Extracted data entries
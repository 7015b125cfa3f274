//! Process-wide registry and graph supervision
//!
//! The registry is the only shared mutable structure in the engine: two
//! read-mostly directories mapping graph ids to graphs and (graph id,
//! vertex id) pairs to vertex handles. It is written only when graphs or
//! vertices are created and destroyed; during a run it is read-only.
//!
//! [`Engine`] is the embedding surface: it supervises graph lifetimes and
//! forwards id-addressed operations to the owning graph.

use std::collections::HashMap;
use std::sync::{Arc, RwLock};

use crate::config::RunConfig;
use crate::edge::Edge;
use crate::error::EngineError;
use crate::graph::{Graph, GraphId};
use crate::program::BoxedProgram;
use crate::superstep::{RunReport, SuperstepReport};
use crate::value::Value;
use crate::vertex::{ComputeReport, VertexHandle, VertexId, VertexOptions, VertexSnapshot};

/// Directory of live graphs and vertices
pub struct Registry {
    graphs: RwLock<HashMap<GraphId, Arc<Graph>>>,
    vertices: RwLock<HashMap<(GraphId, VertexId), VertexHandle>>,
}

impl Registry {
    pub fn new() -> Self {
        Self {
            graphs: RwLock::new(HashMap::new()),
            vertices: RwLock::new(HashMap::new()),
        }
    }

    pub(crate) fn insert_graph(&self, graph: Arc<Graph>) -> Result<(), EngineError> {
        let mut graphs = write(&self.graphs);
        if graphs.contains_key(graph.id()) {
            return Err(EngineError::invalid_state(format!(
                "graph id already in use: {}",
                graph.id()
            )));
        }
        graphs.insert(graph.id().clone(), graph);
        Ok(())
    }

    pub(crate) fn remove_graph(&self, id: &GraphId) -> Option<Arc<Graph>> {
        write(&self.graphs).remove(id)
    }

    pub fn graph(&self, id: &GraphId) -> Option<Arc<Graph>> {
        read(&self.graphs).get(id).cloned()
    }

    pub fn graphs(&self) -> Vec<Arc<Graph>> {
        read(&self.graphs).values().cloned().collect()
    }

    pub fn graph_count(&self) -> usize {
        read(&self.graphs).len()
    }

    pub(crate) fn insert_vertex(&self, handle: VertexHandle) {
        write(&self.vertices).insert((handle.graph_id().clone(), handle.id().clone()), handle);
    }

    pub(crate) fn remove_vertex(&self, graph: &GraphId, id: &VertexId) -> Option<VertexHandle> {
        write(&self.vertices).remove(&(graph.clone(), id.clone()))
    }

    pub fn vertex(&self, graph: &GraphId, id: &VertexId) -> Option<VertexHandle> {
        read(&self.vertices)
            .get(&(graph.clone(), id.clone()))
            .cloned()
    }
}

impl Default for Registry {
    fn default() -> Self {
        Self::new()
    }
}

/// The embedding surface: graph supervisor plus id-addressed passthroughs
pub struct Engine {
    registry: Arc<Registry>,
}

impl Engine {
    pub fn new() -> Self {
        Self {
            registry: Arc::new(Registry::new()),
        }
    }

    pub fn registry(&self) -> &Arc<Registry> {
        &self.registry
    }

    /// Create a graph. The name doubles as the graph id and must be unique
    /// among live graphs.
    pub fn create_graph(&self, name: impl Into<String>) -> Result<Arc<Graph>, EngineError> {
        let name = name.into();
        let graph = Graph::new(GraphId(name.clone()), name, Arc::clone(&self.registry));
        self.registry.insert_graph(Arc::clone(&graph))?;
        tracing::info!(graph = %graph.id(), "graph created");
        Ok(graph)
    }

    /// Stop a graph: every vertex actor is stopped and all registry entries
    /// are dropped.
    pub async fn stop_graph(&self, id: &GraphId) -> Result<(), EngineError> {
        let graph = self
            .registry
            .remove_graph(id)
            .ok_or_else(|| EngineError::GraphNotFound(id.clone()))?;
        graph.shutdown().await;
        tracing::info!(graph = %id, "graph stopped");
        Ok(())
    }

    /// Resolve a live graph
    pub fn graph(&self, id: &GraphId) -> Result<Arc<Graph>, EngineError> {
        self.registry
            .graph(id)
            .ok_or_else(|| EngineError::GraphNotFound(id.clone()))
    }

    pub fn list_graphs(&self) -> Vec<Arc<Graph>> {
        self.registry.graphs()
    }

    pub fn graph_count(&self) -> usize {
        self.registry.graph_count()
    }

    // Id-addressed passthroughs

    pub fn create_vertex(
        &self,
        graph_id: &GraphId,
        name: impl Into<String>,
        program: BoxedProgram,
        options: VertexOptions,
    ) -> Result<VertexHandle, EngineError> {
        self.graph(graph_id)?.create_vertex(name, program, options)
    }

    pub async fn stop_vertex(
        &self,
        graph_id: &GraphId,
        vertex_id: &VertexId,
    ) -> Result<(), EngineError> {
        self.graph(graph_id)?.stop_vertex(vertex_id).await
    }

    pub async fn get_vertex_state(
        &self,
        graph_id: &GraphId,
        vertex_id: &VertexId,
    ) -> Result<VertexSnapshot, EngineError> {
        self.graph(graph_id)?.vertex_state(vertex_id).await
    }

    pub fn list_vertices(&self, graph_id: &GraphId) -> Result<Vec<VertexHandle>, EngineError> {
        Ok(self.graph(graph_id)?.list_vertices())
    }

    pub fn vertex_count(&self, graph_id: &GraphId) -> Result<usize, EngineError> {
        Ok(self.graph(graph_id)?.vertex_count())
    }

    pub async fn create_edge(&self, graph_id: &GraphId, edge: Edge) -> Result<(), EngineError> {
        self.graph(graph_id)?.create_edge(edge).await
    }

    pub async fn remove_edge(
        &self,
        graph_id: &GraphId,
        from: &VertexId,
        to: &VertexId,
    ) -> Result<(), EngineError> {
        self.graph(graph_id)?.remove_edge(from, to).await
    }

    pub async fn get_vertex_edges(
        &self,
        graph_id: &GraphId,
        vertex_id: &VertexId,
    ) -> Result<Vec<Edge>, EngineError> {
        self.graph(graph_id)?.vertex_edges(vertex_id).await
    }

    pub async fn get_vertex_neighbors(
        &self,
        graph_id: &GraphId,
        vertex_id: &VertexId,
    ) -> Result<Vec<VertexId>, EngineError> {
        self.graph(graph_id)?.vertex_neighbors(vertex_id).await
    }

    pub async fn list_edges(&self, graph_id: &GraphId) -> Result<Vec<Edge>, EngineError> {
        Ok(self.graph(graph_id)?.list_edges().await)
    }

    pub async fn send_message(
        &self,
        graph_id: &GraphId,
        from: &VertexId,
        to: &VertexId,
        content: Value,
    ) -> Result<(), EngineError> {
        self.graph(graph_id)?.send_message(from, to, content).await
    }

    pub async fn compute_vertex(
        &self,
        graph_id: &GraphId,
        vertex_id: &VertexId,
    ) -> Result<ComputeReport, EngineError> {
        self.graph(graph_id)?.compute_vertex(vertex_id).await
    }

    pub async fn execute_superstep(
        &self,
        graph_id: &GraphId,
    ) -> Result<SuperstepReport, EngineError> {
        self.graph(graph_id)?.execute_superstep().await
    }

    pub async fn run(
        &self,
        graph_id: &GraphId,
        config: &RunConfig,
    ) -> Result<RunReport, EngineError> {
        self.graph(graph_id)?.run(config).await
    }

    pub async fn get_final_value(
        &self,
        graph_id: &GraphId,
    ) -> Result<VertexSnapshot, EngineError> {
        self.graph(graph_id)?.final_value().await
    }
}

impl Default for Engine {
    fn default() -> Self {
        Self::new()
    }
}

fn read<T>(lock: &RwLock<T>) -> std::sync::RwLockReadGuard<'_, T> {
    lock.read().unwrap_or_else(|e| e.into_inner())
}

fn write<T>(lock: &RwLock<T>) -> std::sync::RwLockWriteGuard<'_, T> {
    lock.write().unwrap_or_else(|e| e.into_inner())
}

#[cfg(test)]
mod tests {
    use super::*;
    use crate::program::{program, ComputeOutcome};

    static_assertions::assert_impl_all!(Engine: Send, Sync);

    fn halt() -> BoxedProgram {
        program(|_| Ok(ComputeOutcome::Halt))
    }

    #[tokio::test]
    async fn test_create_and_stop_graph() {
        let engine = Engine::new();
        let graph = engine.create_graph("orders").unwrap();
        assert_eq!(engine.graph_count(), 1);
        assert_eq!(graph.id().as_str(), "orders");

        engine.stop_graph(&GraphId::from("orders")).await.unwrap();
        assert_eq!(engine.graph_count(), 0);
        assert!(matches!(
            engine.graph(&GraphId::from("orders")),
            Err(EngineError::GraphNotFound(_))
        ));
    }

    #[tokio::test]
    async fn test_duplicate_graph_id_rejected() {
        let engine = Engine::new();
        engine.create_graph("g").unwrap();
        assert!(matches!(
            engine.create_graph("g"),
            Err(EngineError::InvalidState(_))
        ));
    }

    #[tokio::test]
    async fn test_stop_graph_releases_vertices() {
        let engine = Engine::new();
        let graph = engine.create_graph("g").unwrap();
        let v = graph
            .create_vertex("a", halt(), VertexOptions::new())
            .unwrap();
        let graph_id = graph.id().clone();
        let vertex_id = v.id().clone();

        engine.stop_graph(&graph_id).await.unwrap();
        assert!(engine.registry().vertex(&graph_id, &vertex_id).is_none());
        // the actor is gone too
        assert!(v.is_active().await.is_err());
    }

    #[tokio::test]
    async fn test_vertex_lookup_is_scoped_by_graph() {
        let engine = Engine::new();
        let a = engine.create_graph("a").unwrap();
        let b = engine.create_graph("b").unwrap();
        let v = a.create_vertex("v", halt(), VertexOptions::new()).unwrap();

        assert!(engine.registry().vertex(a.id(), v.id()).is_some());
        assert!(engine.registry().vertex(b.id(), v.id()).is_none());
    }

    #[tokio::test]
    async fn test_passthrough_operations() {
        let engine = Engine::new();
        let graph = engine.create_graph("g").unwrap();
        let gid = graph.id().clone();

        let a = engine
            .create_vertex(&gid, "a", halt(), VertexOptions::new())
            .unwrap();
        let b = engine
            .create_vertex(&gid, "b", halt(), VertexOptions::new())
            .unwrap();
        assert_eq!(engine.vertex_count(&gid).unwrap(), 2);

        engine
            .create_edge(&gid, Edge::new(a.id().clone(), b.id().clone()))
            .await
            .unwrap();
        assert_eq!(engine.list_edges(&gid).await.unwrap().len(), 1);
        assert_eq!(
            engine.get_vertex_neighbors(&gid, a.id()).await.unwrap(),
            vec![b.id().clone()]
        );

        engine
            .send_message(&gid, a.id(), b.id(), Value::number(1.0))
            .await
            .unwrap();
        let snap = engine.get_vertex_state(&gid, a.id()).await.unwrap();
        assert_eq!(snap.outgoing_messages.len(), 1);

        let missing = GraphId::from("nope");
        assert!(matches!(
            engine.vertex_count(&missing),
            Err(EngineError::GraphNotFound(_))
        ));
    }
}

* * *

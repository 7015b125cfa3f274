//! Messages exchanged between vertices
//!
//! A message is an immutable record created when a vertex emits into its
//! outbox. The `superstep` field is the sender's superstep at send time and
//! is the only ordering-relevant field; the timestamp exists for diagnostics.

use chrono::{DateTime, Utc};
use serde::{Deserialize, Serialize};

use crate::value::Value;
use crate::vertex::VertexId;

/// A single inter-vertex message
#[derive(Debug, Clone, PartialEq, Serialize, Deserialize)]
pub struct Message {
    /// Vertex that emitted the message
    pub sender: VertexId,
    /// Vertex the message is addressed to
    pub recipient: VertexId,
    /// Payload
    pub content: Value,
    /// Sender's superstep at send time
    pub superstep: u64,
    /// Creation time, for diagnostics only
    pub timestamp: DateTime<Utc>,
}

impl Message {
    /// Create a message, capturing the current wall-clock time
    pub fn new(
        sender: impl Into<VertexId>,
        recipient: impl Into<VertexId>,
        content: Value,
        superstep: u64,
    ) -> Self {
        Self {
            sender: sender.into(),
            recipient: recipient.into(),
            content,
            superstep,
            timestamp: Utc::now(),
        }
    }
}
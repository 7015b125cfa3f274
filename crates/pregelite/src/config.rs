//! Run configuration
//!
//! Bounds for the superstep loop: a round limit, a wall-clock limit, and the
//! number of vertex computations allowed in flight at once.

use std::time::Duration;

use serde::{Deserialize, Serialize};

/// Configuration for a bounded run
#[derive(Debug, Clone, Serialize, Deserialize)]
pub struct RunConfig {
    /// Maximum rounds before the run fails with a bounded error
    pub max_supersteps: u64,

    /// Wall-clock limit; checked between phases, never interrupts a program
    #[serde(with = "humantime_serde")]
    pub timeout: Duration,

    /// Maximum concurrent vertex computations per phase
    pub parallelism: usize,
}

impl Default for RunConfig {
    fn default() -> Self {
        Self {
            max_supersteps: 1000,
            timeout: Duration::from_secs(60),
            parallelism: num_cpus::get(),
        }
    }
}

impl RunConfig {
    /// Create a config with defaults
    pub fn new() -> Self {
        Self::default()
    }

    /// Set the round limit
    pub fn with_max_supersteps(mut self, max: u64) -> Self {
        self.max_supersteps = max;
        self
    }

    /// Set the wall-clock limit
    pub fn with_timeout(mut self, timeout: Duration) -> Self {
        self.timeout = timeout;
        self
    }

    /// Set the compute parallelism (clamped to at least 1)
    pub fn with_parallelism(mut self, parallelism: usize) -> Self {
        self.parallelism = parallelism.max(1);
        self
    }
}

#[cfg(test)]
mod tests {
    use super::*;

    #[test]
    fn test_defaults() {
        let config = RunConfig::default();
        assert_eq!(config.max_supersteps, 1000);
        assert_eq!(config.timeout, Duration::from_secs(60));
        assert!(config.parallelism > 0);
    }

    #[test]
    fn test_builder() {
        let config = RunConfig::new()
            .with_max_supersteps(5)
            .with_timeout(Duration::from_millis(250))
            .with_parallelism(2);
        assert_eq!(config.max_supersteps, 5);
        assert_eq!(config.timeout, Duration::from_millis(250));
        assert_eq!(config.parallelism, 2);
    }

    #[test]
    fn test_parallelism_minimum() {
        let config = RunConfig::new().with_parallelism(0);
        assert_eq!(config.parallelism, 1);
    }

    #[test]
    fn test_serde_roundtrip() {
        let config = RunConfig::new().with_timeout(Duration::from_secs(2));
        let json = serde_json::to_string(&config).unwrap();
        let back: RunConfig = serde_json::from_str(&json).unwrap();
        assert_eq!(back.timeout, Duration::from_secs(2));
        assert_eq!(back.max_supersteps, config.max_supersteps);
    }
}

== WORK ORDER ==
Which lines run from the one holding "pub fn graphs(&self)" through the one holding "read(&self.vertices)" in the records above? Repeat them exactly, both included, and nothing more.

== RESPONSE BOX ==
    pub fn graphs(&self) -> Vec<Arc<Graph>> {
        read(&self.graphs).values().cloned().collect()
    }

    pub fn graph_count(&self) -> usize {
        read(&self.graphs).len()
    }

    pub(crate) fn insert_vertex(&self, handle: VertexHandle) {
        write(&self.vertices).insert((handle.graph_id().clone(), handle.id().clone()), handle);
    }

    pub(crate) fn remove_vertex(&self, graph: &GraphId, id: &VertexId) -> Option<VertexHandle> {
        write(&self.vertices).remove(&(graph.clone(), id.clone()))
    }

    pub fn vertex(&self, graph: &GraphId, id: &VertexId) -> Option<VertexHandle> {
        read(&self.vertices)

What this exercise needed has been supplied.